Next, you must create a sysrq_key_op struct, and populate it with A) the key
handler function you will use, B) a help_msg string, that will print when SysRQ
prints help, and C) an action_msg string, that will print right before your
handler is called. Your handler must conform to the protoype in 'sysrq.h'.
After the sysrq_key_op is created, you can call the macro
register_sysrq_key(int key, struct sysrq_key_op *op_p) that is defined in
sysrq.h, this will register the operation pointed to by 'op_p' at table
key 'key', if that slot in the table is blank. At module unload time, you must
call the macro unregister_sysrq_key(int key, struct sysrq_key_op *op_p), which
will remove the key op pointed to by 'op_p' from the key 'key', if and only if
it is currently registered in that slot. This is in case the slot has been
overwritten since you registered it.
The Magic SysRQ system works by registering key operations against a key op
lookup table, which is defined in 'drivers/char/sysrq.c'. This key table has
a number of operations registered into it at compile time, but is mutable,
and 4 functions are exported for interface to it: __sysrq_lock_table,
__sysrq_unlock_table, __sysrq_get_key_op, and __sysrq_put_key_op.
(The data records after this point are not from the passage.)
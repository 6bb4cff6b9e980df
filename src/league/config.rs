//! League service configuration file support.
//!
//! Reads the backend selection (and its tunables) from a TOML file, so
//! deployments can switch implementations without recompiling.

use serde::{Deserialize, Serialize};
use std::fs;
use std::path::Path;

use super::error::{ErrorContext, LeagueResult, LeagueServiceError};

/// League service configuration from file.
#[derive(Debug, Clone, Serialize, Deserialize)]
pub struct LeagueConfig {
    pub league: LeagueSettings,
}

/// Backend selection settings.
#[derive(Debug, Clone, Serialize, Deserialize)]
pub struct LeagueSettings {
    /// Backend identifier ("local").
    pub backend: String,
    /// Request timeout for remote backends, in seconds.
    #[serde(default = "default_request_timeout")]
    pub request_timeout: u64,
}

fn default_request_timeout() -> u64 {
    30
}

impl LeagueConfig {
    /// Load league service configuration from a TOML file.
    pub fn from_file(path: impl AsRef<Path>) -> LeagueResult<Self> {
        let path = path.as_ref();
        let contents = fs::read_to_string(path).map_err(|e| {
            LeagueServiceError::not_found_with_context(
                format!("cannot read league config: {}", e),
                ErrorContext::new("load_config").with_details(path.display().to_string()),
            )
        })?;
        toml::from_str(&contents).map_err(|e| {
            LeagueServiceError::invalid_data(format!(
                "malformed league config {}: {}",
                path.display(),
                e
            ))
        })
    }
}

impl Default for LeagueConfig {
    fn default() -> Self {
        Self {
            league: LeagueSettings {
                backend: "local".to_string(),
                request_timeout: default_request_timeout(),
            },
        }
    }
}

#[cfg(test)]
mod tests {
    use super::*;
    use std::io::Write;

    #[test]
    fn test_load_from_file() {
        let mut file = tempfile::NamedTempFile::new().unwrap();
        writeln!(file, "[league]\nbackend = \"local\"\nrequest_timeout = 5").unwrap();

        let config = LeagueConfig::from_file(file.path()).unwrap();
        assert_eq!(config.league.backend, "local");
        assert_eq!(config.league.request_timeout, 5);
    }

    #[test]
    fn test_request_timeout_defaults() {
        let mut file = tempfile::NamedTempFile::new().unwrap();
        writeln!(file, "[league]\nbackend = \"local\"").unwrap();

        let config = LeagueConfig::from_file(file.path()).unwrap();
        assert_eq!(config.league.request_timeout, 30);
    }

    #[test]
    fn test_missing_file_is_not_found() {
        let err = LeagueConfig::from_file("/nonexistent/liga.toml").unwrap_err();
        assert!(matches!(err, LeagueServiceError::NotFound { .. }));
    }

    #[test]
    fn test_malformed_file_is_invalid_data() {
        let mut file = tempfile::NamedTempFile::new().unwrap();
        writeln!(file, "league = \"not a table\"").unwrap();

        let err = LeagueConfig::from_file(file.path()).unwrap_err();
        assert!(matches!(err, LeagueServiceError::InvalidData { .. }));
    }
}
//! Service layer for business logic and orchestration.
//!
//! Sits between the transport layer (HTTP handlers, CLI) and the engine:
//! it owns the async boundary to the league service and feeds the pure
//! composer with session-scoped data.

pub mod session;

pub use session::{CompositionSession, SessionError};
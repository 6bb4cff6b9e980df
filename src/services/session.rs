//! Composition session orchestration.
//!
//! A session binds one operator's draft to the league service: external
//! inputs (roster, played pairs, pairings owed) are fetched once when the
//! session opens, every draft mutation is synchronous, and the only await
//! points are the explicit external calls (clash check, commit sink). A
//! fetch therefore completes before anything depends on its result; the
//! engine never mutates against an in-flight response.

use log::{info, warn};
use std::sync::Arc;
use thiserror::Error;

use crate::api::{
    FixtureBatch, LeagueId, MatchdayConfig, Side, Slot, Team, TeamId, ValidationReport,
};
use crate::engine::composer::{
    AssignmentOutcome, ComposeError, MatchdayComposer, SessionInputs, WizardState,
};
use crate::engine::validator;
use crate::league::error::LeagueServiceError;
use crate::league::service::LeagueService;

/// Errors surfaced by session operations.
#[derive(Debug, Error)]
pub enum SessionError {
    /// Draft/state-machine error; recovered locally by the operator.
    #[error(transparent)]
    Compose(#[from] ComposeError),

    /// League service call failed; retryable where the context says so.
    #[error(transparent)]
    League(#[from] LeagueServiceError),
}

/// One operator's matchday composition session.
#[derive(Debug)]
pub struct CompositionSession {
    service: Arc<dyn LeagueService>,
    composer: MatchdayComposer,
    /// Latest validation report, kept for snapshots. Commit never trusts
    /// it blindly: the revision stamp is checked by `prepare_batch`.
    last_report: Option<ValidationReport>,
}

impl CompositionSession {
    /// Open a session: fetch the session-scoped inputs and seed the
    /// composer in the Configuring state.
    ///
    /// The roster, the played-pair set, and the pairings-owed count are
    /// read once here and stay fixed for the session's lifetime; composing
    /// against them mid-flight can therefore never race a refetch.
    pub async fn open(
        service: Arc<dyn LeagueService>,
        league: LeagueId,
        config: MatchdayConfig,
    ) -> Result<Self, SessionError> {
        let round = config.round;
        let roster = service.list_available_teams(league).await?;
        let played_pairs = service.list_played_pairs(league, round).await?;
        let pairings_owed = service.pairings_owed_in_round(league, round).await?;

        info!(
            "opened composition session: league {}, round {}, {} team(s), {} pair(s) played, {} owed",
            league,
            round,
            roster.len(),
            played_pairs.len(),
            pairings_owed
        );

        let inputs = SessionInputs {
            league,
            roster,
            played_pairs,
            pairings_owed,
        };
        Ok(Self {
            service,
            composer: MatchdayComposer::new(inputs, config),
            last_report: None,
        })
    }

    pub fn state(&self) -> WizardState {
        self.composer.state()
    }

    pub fn config(&self) -> &MatchdayConfig {
        self.composer.config()
    }

    pub fn slots(&self) -> &[Slot] {
        self.composer.slots()
    }

    pub fn roster(&self) -> &[Team] {
        self.composer.roster()
    }

    pub fn league(&self) -> LeagueId {
        self.composer.league()
    }

    pub fn last_report(&self) -> Option<&ValidationReport> {
        self.last_report.as_ref()
    }

    pub fn update_config(&mut self, config: MatchdayConfig) -> Result<(), SessionError> {
        self.composer.update_config(config)?;
        Ok(())
    }

    pub fn begin_assigning(&mut self) -> Result<(), SessionError> {
        self.composer.begin_assigning()?;
        Ok(())
    }

    pub fn candidates(&self, slot: usize, side: Side) -> Result<Vec<TeamId>, SessionError> {
        Ok(self.composer.candidates(slot, side)?)
    }

    pub fn assign_team(
        &mut self,
        slot: usize,
        side: Side,
        team: TeamId,
    ) -> Result<AssignmentOutcome, SessionError> {
        Ok(self.composer.assign_team(slot, side, team)?)
    }

    pub fn remove_team(&mut self, slot: usize, side: Side) -> Result<Option<TeamId>, SessionError> {
        Ok(self.composer.remove_team(slot, side)?)
    }

    pub fn begin_review(&mut self) -> Result<(), SessionError> {
        self.composer.begin_review()?;
        Ok(())
    }

    pub fn back_to_assigning(&mut self) -> Result<(), SessionError> {
        self.composer.back_to_assigning()?;
        Ok(())
    }

    /// Validate the draft, including the league service's schedule-clash
    /// check against already-committed matchdays.
    ///
    /// The clash fetch completes before the verdict is computed, and the
    /// report is stamped with the draft revision it saw.
    pub async fn validate(&mut self) -> Result<ValidationReport, SessionError> {
        let clashes = self
            .service
            .check_schedule_clashes(self.composer.league(), self.composer.slots())
            .await?;
        let report = validator::validate(&self.composer, &clashes);
        self.last_report = Some(report.clone());
        Ok(report)
    }

    /// Commit the draft: re-validate, extract the fixture batch, submit it,
    /// and finalize.
    ///
    /// The sink call is the single external mutation. On failure the draft
    /// stays in Reviewing and the error is returned; retrying is an
    /// explicit operator action, never automatic.
    pub async fn commit(&mut self) -> Result<FixtureBatch, SessionError> {
        let report = self.validate().await?;
        if !report.is_valid() {
            warn!(
                "commit refused: draft incomplete or conflicted ({} finding(s))",
                report.conflicts.len()
            );
            return Err(ComposeError::DraftInvalid {
                conflicts: report.conflicts.len(),
            }
            .into());
        }

        let batch = self.composer.prepare_batch(&report)?;
        if let Err(err) = self.service.create_matchday(&batch).await {
            warn!(
                "commit failed for batch {}; draft stays in reviewing: {}",
                batch.checksum, err
            );
            return Err(err.into());
        }
        self.composer.mark_committed()?;
        info!("committed fixture batch {}", batch.checksum);
        Ok(batch)
    }

    /// Abandon the draft. No external writes have happened before commit,
    /// so this is purely local.
    pub fn discard(&mut self) -> Result<(), SessionError> {
        self.composer.discard()?;
        self.last_report = None;
        Ok(())
    }
}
The
functions __sysrq_swap_key_ops and __sysrq_swap_key_ops_nolock are defined
in the header itself, and the REGISTER and UNREGISTER macros are built from
these. More complex (and dangerous!) manipulations of the table are possible
using these functions, but you must be careful to always lock the table before
you read or write from it, and to unlock it again when you are done. (And of
course, to never ever leave an invalid pointer in the table). Null pointers in
the table are always safe :)
If for some reason you feel the need to call the handle_sysrq function from
within a function called by handle_sysrq, you must be aware that you are in
a lock (you are also in an interrupt handler, which means don't sleep!), so
you must call __handle_sysrq_nolock instead.
* I have more questions, who can I ask?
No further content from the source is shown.